Our Friends the French

The French can always be depended upon to sink to the occasion. The Belgravia Dispatch has some commentary on a piece which appeared recently in the French newspaper Le Monde snidely venting its jealousy of the ability of the U.S. to mount a massive rescue effort in Indonesia while the French, a third-rate power whose only consolation is a much undeserved seat on the U.N. Security Council, stands by in relative impotence.

Here's a sip of French whine:

Colin Powell, who is in Bangkok and is on his way to Jakarta, tries to make sense of the [U.S. initiative]: "We are not looking for any political advantage," assured the U.S. Secretary of State. "We are not trying to make ourselves look better in the eyes of Muslims," he affirmed. "We are doing it because human beings need it, even desperately need it." In other words, the P-3 Orion American reconnaissance planes that are flying over Aceh are only surveying the destruction to facilitate the humanitarian effort. [emphasis added]
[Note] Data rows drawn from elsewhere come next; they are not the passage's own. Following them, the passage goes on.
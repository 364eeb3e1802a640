//! Batch operation kinds and the per-row work each one does.

use crate::apply::{apply_decision, apply_registration};
use crate::cache::CatalogSnapshot;
use crate::error::{EngineError, Result};
use chrono::{DateTime, Utc};
use lineflow_db::{catalog, items, Item, Lot, LotType, NewItem};
use lineflow_intake::CanonicalRow;
use lineflow_lifecycle::{decide, decide_register, Actor, LifecycleError, Phase, Request, HAPPY_PATH};
use serde::Serialize;
use sqlx::sqlite::SqliteConnection;
use std::sync::Arc;
use tracing::debug;

/// What a reconcile run does to each row.
#[derive(Debug, Clone, Copy, PartialEq, Eq, Serialize)]
#[serde(tag = "op", content = "phase", rename_all = "kebab-case")]
pub enum BatchOp {
    /// New item in REGISTRO; existing serials are skipped.
    Create,
    /// One step along the happy path.
    Advance,
    /// Administrative jump to a happy-path phase.
    SetPhase(Phase),
    /// Walk forward to EMPAQUE.
    Pack,
    /// Create the inbound serial, packing it when the line carries an
    /// outbound serial.
    Pair,
    /// Attach EMPAQUE items to a SALIDA lot.
    Ship,
}

impl BatchOp {
    pub fn name(&self) -> &'static str {
        match self {
            Self::Create => "create",
            Self::Advance => "advance",
            Self::SetPhase(_) => "set-phase",
            Self::Pack => "pack",
            Self::Pair => "pair",
            Self::Ship => "ship",
        }
    }

    /// `set-phase` needs `phase`; the other kinds ignore it.
    pub fn parse(name: &str, phase: Option<Phase>) -> Option<Self> {
        match name.trim().to_lowercase().replace('_', "-").as_str() {
            "create" => Some(Self::Create),
            "advance" => Some(Self::Advance),
            "set-phase" => phase.map(Self::SetPhase),
            "pack" => Some(Self::Pack),
            "pair" => Some(Self::Pair),
            "ship" => Some(Self::Ship),
            _ => None,
        }
    }

    /// Journal label, e.g. `set-phase:RETEST`.
    pub fn label(&self) -> String {
        match self {
            Self::SetPhase(phase) => format!("{}:{phase}", self.name()),
            other => other.name().to_string(),
        }
    }

    /// Lot type the run's rows attach to, if any.
    pub(crate) fn lot_type(&self) -> Option<LotType> {
        match self {
            Self::Create | Self::Pair => Some(LotType::Entrada),
            Self::Ship => Some(LotType::Salida),
            Self::Advance | Self::SetPhase(_) | Self::Pack => None,
        }
    }

    /// Runs that fill their lot close it afterwards.
    pub(crate) fn closes_lot(&self) -> bool {
        matches!(self, Self::Create | Self::Pair)
    }

    pub(crate) fn default_lot_number(&self, today: DateTime<Utc>) -> Option<String> {
        let stamp = today.format("%y%m%d");
        match self.lot_type()? {
            LotType::Entrada => Some(format!("LOT_{stamp}")),
            LotType::Salida => Some(format!("SAL_{stamp}")),
        }
    }

    /// Phases this run may write; each must resolve before any chunk starts.
    pub(crate) fn required_states(&self) -> Vec<Phase> {
        match self {
            Self::Create => vec![Phase::Registro],
            Self::Advance => HAPPY_PATH[1..].to_vec(),
            Self::SetPhase(phase) => vec![*phase],
            Self::Pack | Self::Pair => HAPPY_PATH.to_vec(),
            Self::Ship => vec![Phase::Empaque],
        }
    }
}

impl std::fmt::Display for BatchOp {
    fn fmt(&self, f: &mut std::fmt::Formatter<'_>) -> std::fmt::Result {
        write!(f, "{}", self.label())
    }
}

/// Shared, read-only inputs for every row of a run.
pub(crate) struct RowContext {
    pub op: BatchOp,
    pub actor: Actor,
    pub snapshot: Arc<CatalogSnapshot>,
    pub lot: Option<Lot>,
}

#[derive(Debug, Clone, Copy, PartialEq, Eq)]
pub(crate) enum RowOutcome {
    Accepted,
    Skipped,
}

/// Apply one row. Runs inside the row's savepoint.
pub(crate) async fn apply_row(
    conn: &mut SqliteConnection,
    ctx: &RowContext,
    row: &CanonicalRow,
) -> Result<RowOutcome> {
    match ctx.op {
        BatchOp::Create => Ok(outcome(create(conn, ctx, row).await?)),
        BatchOp::Advance => step(conn, ctx, &row.serial, Request::Advance).await,
        BatchOp::SetPhase(target) => step(conn, ctx, &row.serial, Request::SetPhase { target }).await,
        BatchOp::Pack => pack(conn, ctx, &row.serial, None).await,
        BatchOp::Pair => {
            let created = create(conn, ctx, row).await?;
            let packed = match &row.outbound_serial {
                Some(outbound) => {
                    let note = format!("salida {outbound}");
                    pack(conn, ctx, &row.serial, Some(note)).await? == RowOutcome::Accepted
                }
                None => false,
            };
            Ok(outcome(created || packed))
        }
        BatchOp::Ship => ship(conn, ctx, &row.serial).await,
    }
}

fn outcome(changed: bool) -> RowOutcome {
    if changed {
        RowOutcome::Accepted
    } else {
        RowOutcome::Skipped
    }
}

async fn load(conn: &mut SqliteConnection, serial: &str) -> Result<Item> {
    items::find_by_serial(conn, serial)
        .await?
        .ok_or_else(|| EngineError::not_found(format!("item {serial}")))
}

/// Returns false when the serial already exists.
async fn create(conn: &mut SqliteConnection, ctx: &RowContext, row: &CanonicalRow) -> Result<bool> {
    if items::find_by_serial(conn, &row.serial).await?.is_some() {
        debug!(serial = %row.serial, "Already registered");
        return Ok(false);
    }
    let decision = decide_register(&ctx.actor, None)?;

    let lot_sku = ctx.lot.as_ref().and_then(|lot| lot.sku.clone());
    let sku = match (lot_sku, &row.material_code) {
        (Some(sku), _) => Some(sku),
        (None, Some(material)) => catalog::sku_for_material(conn, material).await?,
        (None, None) => None,
    };

    let new_item = NewItem {
        serial: row.serial.clone(),
        sku,
        material_code: row.material_code.clone(),
        batch_tag: row.batch_tag.clone(),
        state_id: ctx.snapshot.states.resolve(Phase::Registro)?,
        lot_id: ctx.lot.as_ref().map(|lot| lot.id),
        responsible_id: ctx.actor.user_id.clone(),
        received_at: row.received_at,
    };
    apply_registration(conn, &ctx.snapshot.states, new_item, &decision, &ctx.actor).await?;
    Ok(true)
}

/// A plain move; a request that changes nothing is a skip.
async fn step(
    conn: &mut SqliteConnection,
    ctx: &RowContext,
    serial: &str,
    request: Request,
) -> Result<RowOutcome> {
    let item = load(conn, serial).await?;
    let decided = decide(&item.state(), &ctx.actor, &request, &ctx.snapshot.codes);
    match decided {
        Ok(decision) => {
            apply_decision(conn, &ctx.snapshot.states, &item, &decision, &ctx.actor, None).await?;
            Ok(RowOutcome::Accepted)
        }
        Err(LifecycleError::NoChange(phase)) => {
            debug!(serial = %serial, phase = %phase, "Already in target phase");
            Ok(RowOutcome::Skipped)
        }
        Err(e) => Err(e.into()),
    }
}

/// Items parked in SCRAP or REPARACION are left alone.
async fn pack(
    conn: &mut SqliteConnection,
    ctx: &RowContext,
    serial: &str,
    note: Option<String>,
) -> Result<RowOutcome> {
    let item = load(conn, serial).await?;
    if matches!(item.phase, Phase::Scrap | Phase::Reparacion) {
        debug!(serial = %serial, phase = %item.phase, "Not packable, skipping");
        return Ok(RowOutcome::Skipped);
    }
    step(conn, ctx, serial, Request::Pack { note }).await
}

async fn ship(conn: &mut SqliteConnection, ctx: &RowContext, serial: &str) -> Result<RowOutcome> {
    let lot = ctx
        .lot
        .as_ref()
        .ok_or_else(|| EngineError::validation("shipping needs an outbound lot"))?;
    let item = load(conn, serial).await?;
    if item.outbound_lot_id == Some(lot.id) {
        return Ok(RowOutcome::Skipped);
    }
    let decision = decide(&item.state(), &ctx.actor, &Request::Ship, &ctx.snapshot.codes)?;
    apply_decision(conn, &ctx.snapshot.states, &item, &decision, &ctx.actor, Some(lot.id)).await?;
    Ok(RowOutcome::Accepted)
}

#[cfg(test)]
mod tests {
    use super::*;
    use chrono::TimeZone;

    #[test]
    fn test_parse_op_names() {
        assert_eq!(BatchOp::parse("create", None), Some(BatchOp::Create));
        assert_eq!(BatchOp::parse("SET_PHASE", Some(Phase::Retest)), Some(BatchOp::SetPhase(Phase::Retest)));
        assert_eq!(BatchOp::parse("set-phase", None), None);
        assert_eq!(BatchOp::parse("teleport", None), None);
    }

    #[test]
    fn test_default_lot_numbers() {
        let day = Utc.with_ymd_and_hms(2024, 1, 5, 10, 0, 0).unwrap();
        assert_eq!(BatchOp::Create.default_lot_number(day).as_deref(), Some("LOT_240105"));
        assert_eq!(BatchOp::Ship.default_lot_number(day).as_deref(), Some("SAL_240105"));
        assert_eq!(BatchOp::Advance.default_lot_number(day), None);
    }

    #[test]
    fn test_label() {
        assert_eq!(BatchOp::SetPhase(Phase::Ensamble).label(), "set-phase:ENSAMBLE");
        assert_eq!(BatchOp::Pair.to_string(), "pair");
    }
}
Note the sarcastic implication. The U.S. is only doing what it is because it's preparing for some military adventure against Muslims. The French, in an act of moral projection, cannot imagine any nation, least of all the U.S., doing something simply because it's the right thing to do. Viewing the rest of the world through the lens of their own cynicism and corruption, they assume there must be insidious motivation behind our willingness to amass such an effort. In the process they defame and insult the U.S. government and the American people who are funding and conducting the relief effort underway in the Indian Ocean. This is the sort of sniping one engages in, we suppose, when one bitterly resents that fact that his own nation's accomplishments are as insignificant as those of the modern French.

There's more on Le Monde's whimpering at the Dispatch.